What do you mean by a two chromosome species? A quick google says pea plants have 14 chromosomes. I only looked because I had never heard of a species only having two chromosomes. Do you mean the traits he was selecting for only had two alleles?

dekhn 9 hours ago | parent | next [-]

The traits he picked- hope I get this detail pedantically correct: had only two alleles, each allele had an obvious phenotype controlled mostly by that gene, the two phenotypes were binary (no intermediate "half-wrinkled-half-smooth"). and all segregated independently (different chromosomes, or far enough that the linkage was extremely weak). I remember my high school teacher speculating he inspected many different phenotypes and then reported his results on the final ones he picked where the results were nice.

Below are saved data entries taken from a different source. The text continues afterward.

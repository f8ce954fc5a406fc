use std::time::Duration;

use strum_macros::{Display, EnumIter};

#[derive(Debug, Clone, Copy, Eq, PartialEq, PartialOrd, Ord, Default, Display, EnumIter)]
pub enum ExecutionMode {
    #[default]
    Idle,
    Running,
    #[strum(serialize = "Stepping")]
    SteppingOnce,
    Halted,
}

/// Holds information regarding how we're executing the given system that
/// isn't a necessary part of the system (e.g. single step vs. continuous
/// execution, the pacing of a run)
#[derive(Debug, Clone, Copy, Default)]
pub struct ExecutionState {
    pub mode: ExecutionMode,
    /// Delay between cycles of a continuous run
    pub speed: Duration,
}

impl ExecutionState {
    pub fn new(mode: ExecutionMode, speed: Duration) -> Self {
        Self { mode, speed }
    }
}
use std::time::Duration;

use crate::common::Cycle;
use crate::errors::SimError;

pub const DEFAULT_MEMORY_SIZE: usize = 8192;
pub const DEFAULT_MAX_CYCLES: Cycle = 2_000_000;
pub const DEFAULT_RUN_DELAY_MS: u64 = 10;
pub const DEFAULT_LOG_SPEC: &str = "warn";

/// Sizing and pacing knobs for a `System`. Preserved across resets
#[derive(Debug, Clone, PartialEq, Eq)]
pub struct SimConfig {
    /// Capacity of data memory in bytes, must be a non-zero multiple of 4
    pub memory_size: usize,
    /// Safety ceiling, the simulation halts once this many cycles have run
    pub max_cycles: Cycle,
    /// Delay between cycles in continuous run mode
    pub run_delay: Duration,
    /// `flexi_logger` spec used by the front end
    pub log_spec: String,
}

impl Default for SimConfig {
    fn default() -> Self {
        Self {
            memory_size: DEFAULT_MEMORY_SIZE,
            max_cycles: DEFAULT_MAX_CYCLES,
            run_delay: Duration::from_millis(DEFAULT_RUN_DELAY_MS),
            log_spec: DEFAULT_LOG_SPEC.to_string(),
        }
    }
}

impl SimConfig {
    pub fn validate(&self) -> Result<(), SimError> {
        if self.memory_size == 0 {
            return Err(SimError::InvalidConfig(
                "memory size must be non-zero".to_string(),
            ));
        }
        if self.memory_size % 4 != 0 {
            return Err(SimError::InvalidConfig(format!(
                "memory size {} is not a multiple of 4 bytes",
                self.memory_size
            )));
        }
        Ok(())
    }
}
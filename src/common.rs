use strum_macros::{Display, EnumIter};

pub type Cycle = usize;

#[derive(Debug, Clone, Copy, Eq, PartialEq, PartialOrd, Ord, Default, Hash, Display, EnumIter)]
pub enum PipelineStage {
    Fetch,
    Decode,
    Execute,
    Memory,
    WriteBack,
    #[default]
    System, // for calls from outside the pipeline
}

/// Formats a 32-bit value as two space separated halfwords, e.g. `"AABB CCDD"`
pub fn format_word(value: u32) -> String {
    format!("{:04X} {:04X}", value >> 16, value & 0xFFFF)
}

/// Parses a hex word as produced by `format_word`. Whitespace is ignored and
/// an optional `0x` prefix is accepted
pub fn parse_word(text: &str) -> Option<u32> {
    let cleaned: String = text.chars().filter(|c| !c.is_whitespace()).collect();
    let digits = cleaned
        .strip_prefix("0x")
        .or_else(|| cleaned.strip_prefix("0X"))
        .unwrap_or(&cleaned);
    if digits.is_empty() || digits.len() > 8 {
        return None;
    }
    u32::from_str_radix(digits, 16).ok()
}
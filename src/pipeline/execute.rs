use log::{info, warn};

use crate::common::PipelineStage;
use crate::errors::SimError;
use crate::pipeline::instruction::{
    sign_extend_16, to_signed, wrap_to_word, InstructionRecord, Opcode,
};
use crate::system::system::System;

/// Signed division rounding toward negative infinity
fn floor_div(lhs: i64, rhs: i64) -> i64 {
    let quot = lhs / rhs;
    if (lhs % rhs != 0) && ((lhs < 0) != (rhs < 0)) {
        quot - 1
    } else {
        quot
    }
}

impl System {
    /// Moves the decode latch through the ALU into the execute latch.
    /// A taken branch redirects the program counter and squashes the
    /// instruction fetched behind it
    pub(crate) fn pipeline_execute(&mut self) {
        let mut instr = std::mem::take(&mut self.pipeline.decode);
        let rs = instr.rs.value();
        let rt = instr.rt.value();

        match &instr.opcode {
            Opcode::Add => instr.result = Some(rs.wrapping_add(rt)),
            Opcode::Sub => instr.result = Some(rs.wrapping_sub(rt)),
            Opcode::Addi => instr.result = Some(rs.wrapping_add(sign_extend_16(rt))),
            Opcode::Subi => instr.result = Some(rs.wrapping_sub(sign_extend_16(rt))),
            // low word only, identical for signed and unsigned operands
            Opcode::Mul | Opcode::Mulu => instr.result = Some(rs.wrapping_mul(rt)),
            Opcode::Div => {
                if rt == 0 {
                    self.divide_by_zero(&mut instr);
                } else {
                    let (lhs, rhs) = (i64::from(to_signed(rs)), i64::from(to_signed(rt)));
                    instr.result = Some(wrap_to_word(floor_div(lhs, rhs)));
                    self.hi = wrap_to_word(lhs % rhs);
                }
            }
            Opcode::Divu => {
                if rt == 0 {
                    self.divide_by_zero(&mut instr);
                } else {
                    instr.result = Some(rs / rt);
                    self.hi = rs % rt;
                }
            }
            Opcode::Mfhi => instr.result = Some(self.hi),
            Opcode::And | Opcode::Andi => instr.result = Some(rs & rt),
            Opcode::Or | Opcode::Ori => instr.result = Some(rs | rt),
            Opcode::Xor | Opcode::Xori => instr.result = Some(rs ^ rt),
            Opcode::Nor => instr.result = Some(!(rs | rt)),
            Opcode::Sll => instr.result = Some(rs.wrapping_shl(rt)),
            Opcode::Srl => instr.result = Some(rs.wrapping_shr(rt)),
            Opcode::Li => instr.result = Some(sign_extend_16(rs)),
            Opcode::Lui => instr.result = Some((rs & 0xFFFF) << 16),
            Opcode::Sw => instr.result = instr.memory_value,
            Opcode::Beq | Opcode::Bne => {
                let comparand = instr.branch_comparand.unwrap_or(0);
                let taken = (instr.opcode == Opcode::Beq) == (rs == comparand);
                if taken {
                    self.take_branch(&instr, rt);
                } else {
                    info!("Pipeline::Execute: Branch {instr} not taken");
                }
            }
            // address was computed in decode
            Opcode::Lw | Opcode::Nop => {}
            Opcode::Unknown(name) => {
                warn!("Pipeline::Execute: Unrecognized opcode {name}, treating as NOOP");
            }
        }

        self.pipeline.execute = instr;
    }

    fn divide_by_zero(&mut self, instr: &mut InstructionRecord) {
        self.report(PipelineStage::Execute, SimError::DivisionByZero);
        instr.result = Some(0);
        self.hi = 0;
    }

    fn take_branch(&mut self, instr: &InstructionRecord, offset: u32) {
        let origin = instr.address.map_or(0, |addr| i64::try_from(addr).unwrap_or(i64::MAX));
        let target = origin.saturating_add(i64::from(to_signed(sign_extend_16(offset))));
        self.program_counter = usize::try_from(target).unwrap_or_else(|_| {
            warn!("Pipeline::Execute: Branch target {target} is before the program start, using 0");
            0
        });
        info!(
            "Pipeline::Execute: Branch {instr} taken, PC now {}, squashing {}",
            self.program_counter, self.pipeline.fetch
        );
        self.pipeline.fetch = InstructionRecord::nop();
    }
}
pub mod system;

Unfortunately, most modern genotypes and phenotypes in humans don't follow these patterns, and over the years, genetics devloped an entire vocabulary and physical model to explain them, although at a fairly abstract level. None of it made any sense to me so I follow the biophysics/molecular biology approach which tends to consider many more underlying physical details

There's a related story, https://review.ucsc.edu/spring04/bio-debate.html and https://review.ucsc.edu/spring04/twoversions.html which shows how different fields think about the genotype/phenotype relationship. Grinding up steering wheels to figure out how they work...

dexwiz 9 hours ago | parent [-]

Yeah that was my understanding. Most things have multiple genes controlling them. Like there is no single eye or hair color gene.

ahazred8ta 2 hours ago | parent | prev | next [-]

Diploid. Peas have 7 pairs of chromosomes. Many types of plants have multiple (polyploid) copies of each chromosome, and you will not discover the classic Mendelian dominant-recessive pattern by studying them. Mendel lucked out by studying a diploid species. https://duckduckgo.com/?q=polyploid&ia=web

stevenwoo 10 hours ago | parent | prev [-]

Right, my bad for wrong terminology as biology nor botany is not my speciality either. I was thinking along the lines of XY for humans, then the ordinary two row, two column chart used to teach the basics of Mendel with pea plants and dominant/recessive non polygenic traits in introductory biology classes.